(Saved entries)
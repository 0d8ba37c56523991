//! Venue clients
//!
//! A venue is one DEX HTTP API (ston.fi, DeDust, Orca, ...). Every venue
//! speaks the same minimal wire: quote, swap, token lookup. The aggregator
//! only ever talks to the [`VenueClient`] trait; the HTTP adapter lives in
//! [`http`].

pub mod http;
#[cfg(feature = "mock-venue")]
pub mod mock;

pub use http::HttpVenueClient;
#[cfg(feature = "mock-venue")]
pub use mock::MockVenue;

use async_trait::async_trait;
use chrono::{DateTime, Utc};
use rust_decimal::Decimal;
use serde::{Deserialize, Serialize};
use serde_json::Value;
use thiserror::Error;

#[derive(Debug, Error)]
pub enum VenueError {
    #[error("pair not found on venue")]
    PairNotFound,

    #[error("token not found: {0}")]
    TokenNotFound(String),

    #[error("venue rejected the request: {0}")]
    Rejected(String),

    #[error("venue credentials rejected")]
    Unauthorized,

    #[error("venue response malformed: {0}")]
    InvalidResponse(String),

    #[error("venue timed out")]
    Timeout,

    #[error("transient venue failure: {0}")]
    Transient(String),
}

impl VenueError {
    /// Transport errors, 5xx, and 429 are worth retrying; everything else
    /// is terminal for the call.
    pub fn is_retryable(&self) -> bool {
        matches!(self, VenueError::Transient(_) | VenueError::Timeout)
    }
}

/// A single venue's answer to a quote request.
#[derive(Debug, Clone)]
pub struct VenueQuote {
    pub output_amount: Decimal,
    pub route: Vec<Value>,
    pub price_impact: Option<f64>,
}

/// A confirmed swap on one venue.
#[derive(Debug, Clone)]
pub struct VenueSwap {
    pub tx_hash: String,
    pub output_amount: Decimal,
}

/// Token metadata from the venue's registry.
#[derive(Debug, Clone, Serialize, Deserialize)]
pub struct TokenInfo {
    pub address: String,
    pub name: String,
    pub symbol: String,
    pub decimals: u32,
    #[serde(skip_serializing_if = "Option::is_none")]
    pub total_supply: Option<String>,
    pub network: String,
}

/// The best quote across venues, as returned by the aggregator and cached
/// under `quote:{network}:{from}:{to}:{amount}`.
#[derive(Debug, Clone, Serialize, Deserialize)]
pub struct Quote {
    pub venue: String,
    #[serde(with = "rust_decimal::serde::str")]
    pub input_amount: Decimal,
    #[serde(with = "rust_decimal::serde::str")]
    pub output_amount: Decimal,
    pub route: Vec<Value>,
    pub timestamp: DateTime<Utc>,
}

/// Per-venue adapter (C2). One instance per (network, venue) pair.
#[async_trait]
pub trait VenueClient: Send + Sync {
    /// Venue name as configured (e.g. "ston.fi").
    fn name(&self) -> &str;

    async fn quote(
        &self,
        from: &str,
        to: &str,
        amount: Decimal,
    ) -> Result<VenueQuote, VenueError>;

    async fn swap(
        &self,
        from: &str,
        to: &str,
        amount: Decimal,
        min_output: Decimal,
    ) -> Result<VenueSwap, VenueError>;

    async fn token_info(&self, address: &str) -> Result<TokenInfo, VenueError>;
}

==

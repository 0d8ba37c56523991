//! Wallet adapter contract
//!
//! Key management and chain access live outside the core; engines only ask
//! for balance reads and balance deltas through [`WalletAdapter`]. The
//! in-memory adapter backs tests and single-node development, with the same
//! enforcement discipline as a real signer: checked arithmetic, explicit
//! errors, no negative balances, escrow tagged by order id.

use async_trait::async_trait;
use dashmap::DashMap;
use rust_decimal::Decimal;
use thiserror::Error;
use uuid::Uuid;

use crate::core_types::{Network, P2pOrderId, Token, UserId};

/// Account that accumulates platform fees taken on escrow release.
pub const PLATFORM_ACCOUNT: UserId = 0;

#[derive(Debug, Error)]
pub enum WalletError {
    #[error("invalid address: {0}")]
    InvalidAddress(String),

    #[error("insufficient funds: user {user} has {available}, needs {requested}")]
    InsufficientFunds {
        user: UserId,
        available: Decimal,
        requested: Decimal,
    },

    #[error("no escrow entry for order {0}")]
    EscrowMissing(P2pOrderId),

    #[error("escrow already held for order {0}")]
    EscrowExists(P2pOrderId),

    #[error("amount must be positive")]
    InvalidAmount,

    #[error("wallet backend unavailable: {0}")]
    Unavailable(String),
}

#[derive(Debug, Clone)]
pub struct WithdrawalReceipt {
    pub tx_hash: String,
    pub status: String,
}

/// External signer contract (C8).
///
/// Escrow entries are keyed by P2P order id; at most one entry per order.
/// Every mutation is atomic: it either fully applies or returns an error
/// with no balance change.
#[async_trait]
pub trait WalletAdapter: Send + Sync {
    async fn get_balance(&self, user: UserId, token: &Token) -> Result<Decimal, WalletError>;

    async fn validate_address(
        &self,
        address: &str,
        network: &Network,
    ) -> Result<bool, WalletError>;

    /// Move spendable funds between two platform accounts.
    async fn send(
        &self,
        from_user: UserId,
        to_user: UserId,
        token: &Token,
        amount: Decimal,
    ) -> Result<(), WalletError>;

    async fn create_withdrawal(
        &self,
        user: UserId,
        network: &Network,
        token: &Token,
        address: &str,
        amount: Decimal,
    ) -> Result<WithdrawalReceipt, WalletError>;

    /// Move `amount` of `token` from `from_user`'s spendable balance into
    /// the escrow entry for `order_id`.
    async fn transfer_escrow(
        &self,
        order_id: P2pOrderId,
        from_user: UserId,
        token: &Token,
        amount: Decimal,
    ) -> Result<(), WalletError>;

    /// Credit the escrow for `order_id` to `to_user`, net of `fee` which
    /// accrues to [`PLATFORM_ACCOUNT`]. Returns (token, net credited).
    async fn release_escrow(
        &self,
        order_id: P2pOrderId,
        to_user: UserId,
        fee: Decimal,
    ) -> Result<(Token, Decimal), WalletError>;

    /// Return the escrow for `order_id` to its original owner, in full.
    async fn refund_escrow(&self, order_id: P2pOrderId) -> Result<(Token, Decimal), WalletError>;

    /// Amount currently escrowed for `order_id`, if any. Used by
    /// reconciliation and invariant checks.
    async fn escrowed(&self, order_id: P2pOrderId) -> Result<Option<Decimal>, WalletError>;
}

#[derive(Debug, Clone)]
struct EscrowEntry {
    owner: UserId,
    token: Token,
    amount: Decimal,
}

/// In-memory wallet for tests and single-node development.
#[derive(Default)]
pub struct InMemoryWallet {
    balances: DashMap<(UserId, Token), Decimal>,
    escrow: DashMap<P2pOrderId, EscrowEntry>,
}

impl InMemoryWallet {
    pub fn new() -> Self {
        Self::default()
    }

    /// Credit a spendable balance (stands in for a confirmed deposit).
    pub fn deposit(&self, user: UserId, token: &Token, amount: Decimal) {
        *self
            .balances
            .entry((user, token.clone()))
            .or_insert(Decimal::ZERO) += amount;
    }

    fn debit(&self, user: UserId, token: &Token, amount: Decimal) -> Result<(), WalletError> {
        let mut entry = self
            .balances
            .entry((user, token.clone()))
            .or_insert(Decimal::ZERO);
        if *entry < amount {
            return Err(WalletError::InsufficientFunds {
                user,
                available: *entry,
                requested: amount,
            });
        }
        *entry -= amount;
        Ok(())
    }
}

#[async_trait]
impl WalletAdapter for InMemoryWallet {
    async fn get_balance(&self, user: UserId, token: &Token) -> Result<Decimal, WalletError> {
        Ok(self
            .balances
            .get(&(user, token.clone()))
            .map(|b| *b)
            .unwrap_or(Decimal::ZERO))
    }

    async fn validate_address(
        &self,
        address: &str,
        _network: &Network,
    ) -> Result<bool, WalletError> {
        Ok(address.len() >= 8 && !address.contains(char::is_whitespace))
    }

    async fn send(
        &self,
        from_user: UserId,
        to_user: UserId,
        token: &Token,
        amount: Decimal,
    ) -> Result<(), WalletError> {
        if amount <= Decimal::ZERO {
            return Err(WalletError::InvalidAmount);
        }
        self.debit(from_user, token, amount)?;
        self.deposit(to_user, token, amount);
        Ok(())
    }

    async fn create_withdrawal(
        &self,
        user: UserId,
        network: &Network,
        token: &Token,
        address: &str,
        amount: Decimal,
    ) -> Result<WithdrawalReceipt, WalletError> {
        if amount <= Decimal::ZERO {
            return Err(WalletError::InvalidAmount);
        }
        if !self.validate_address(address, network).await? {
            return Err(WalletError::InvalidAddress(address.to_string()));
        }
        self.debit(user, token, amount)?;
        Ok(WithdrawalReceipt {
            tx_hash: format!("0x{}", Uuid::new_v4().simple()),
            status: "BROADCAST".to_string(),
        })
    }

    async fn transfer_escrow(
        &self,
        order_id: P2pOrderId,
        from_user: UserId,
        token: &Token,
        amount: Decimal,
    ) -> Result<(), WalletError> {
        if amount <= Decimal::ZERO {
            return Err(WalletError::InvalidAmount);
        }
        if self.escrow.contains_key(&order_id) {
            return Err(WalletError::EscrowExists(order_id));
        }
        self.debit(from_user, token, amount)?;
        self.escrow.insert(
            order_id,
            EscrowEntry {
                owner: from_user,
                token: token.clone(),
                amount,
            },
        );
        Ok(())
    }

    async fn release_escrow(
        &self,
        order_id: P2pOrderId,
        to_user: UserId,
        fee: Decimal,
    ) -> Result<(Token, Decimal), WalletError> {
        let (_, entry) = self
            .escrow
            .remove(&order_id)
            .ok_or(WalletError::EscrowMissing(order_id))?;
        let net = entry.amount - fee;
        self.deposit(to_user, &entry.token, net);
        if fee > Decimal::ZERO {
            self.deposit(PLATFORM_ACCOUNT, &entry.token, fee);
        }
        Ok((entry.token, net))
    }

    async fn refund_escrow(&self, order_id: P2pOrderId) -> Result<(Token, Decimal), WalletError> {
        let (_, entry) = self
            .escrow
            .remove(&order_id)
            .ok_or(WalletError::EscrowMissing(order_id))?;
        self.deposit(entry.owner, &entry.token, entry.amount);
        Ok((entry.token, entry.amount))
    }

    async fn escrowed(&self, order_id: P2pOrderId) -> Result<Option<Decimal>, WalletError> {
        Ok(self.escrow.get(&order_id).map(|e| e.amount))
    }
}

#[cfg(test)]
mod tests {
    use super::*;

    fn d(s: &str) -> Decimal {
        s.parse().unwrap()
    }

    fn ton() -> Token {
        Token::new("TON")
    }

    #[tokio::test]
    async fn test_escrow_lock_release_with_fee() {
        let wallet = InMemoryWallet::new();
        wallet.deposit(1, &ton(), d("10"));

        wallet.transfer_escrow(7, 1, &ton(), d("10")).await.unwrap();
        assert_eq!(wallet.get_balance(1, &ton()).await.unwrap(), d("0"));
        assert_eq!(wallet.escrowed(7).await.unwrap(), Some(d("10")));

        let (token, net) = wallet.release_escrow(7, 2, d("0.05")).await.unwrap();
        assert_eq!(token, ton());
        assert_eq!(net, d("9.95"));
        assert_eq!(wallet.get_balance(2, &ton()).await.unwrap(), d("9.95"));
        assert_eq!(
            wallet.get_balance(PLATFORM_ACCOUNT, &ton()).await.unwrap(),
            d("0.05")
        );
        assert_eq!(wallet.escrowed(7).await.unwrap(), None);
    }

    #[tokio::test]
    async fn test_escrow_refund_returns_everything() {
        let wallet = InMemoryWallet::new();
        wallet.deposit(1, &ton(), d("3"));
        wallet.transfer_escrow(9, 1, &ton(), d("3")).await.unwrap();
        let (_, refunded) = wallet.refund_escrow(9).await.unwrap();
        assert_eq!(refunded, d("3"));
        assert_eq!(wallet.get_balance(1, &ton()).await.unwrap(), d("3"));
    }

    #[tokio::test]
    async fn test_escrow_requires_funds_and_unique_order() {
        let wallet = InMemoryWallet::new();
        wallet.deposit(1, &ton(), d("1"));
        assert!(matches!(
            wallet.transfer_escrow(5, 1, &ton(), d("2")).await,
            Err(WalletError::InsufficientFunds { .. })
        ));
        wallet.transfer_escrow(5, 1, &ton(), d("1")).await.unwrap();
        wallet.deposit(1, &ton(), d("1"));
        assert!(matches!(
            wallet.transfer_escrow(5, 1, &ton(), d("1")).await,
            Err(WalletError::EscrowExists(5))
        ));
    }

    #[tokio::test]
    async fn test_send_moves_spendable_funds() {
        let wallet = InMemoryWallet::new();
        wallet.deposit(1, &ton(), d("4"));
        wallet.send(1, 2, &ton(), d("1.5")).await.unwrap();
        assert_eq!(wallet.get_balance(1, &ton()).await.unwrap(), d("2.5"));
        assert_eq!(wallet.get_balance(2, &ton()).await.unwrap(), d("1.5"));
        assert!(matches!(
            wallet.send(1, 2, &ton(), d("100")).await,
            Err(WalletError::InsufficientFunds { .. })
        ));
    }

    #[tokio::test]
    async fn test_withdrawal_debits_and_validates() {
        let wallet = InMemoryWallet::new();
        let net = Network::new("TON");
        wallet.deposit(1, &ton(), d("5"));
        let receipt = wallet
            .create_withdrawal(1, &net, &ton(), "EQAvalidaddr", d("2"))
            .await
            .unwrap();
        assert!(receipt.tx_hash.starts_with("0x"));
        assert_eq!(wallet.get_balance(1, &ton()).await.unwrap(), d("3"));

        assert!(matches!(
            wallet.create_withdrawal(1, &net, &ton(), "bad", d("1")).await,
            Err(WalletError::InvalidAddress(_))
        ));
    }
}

Task instructions:
Return exactly, and only, the lines above starting at the line that contains "-> Result<Decimal, WalletError>;" and ending at the line that contains "-> Result<bool, WalletError>;".

Answer section:
    async fn get_balance(&self, user: UserId, token: &Token) -> Result<Decimal, WalletError>;

    async fn validate_address(
        &self,
        address: &str,
        network: &Network,
    ) -> Result<bool, WalletError>;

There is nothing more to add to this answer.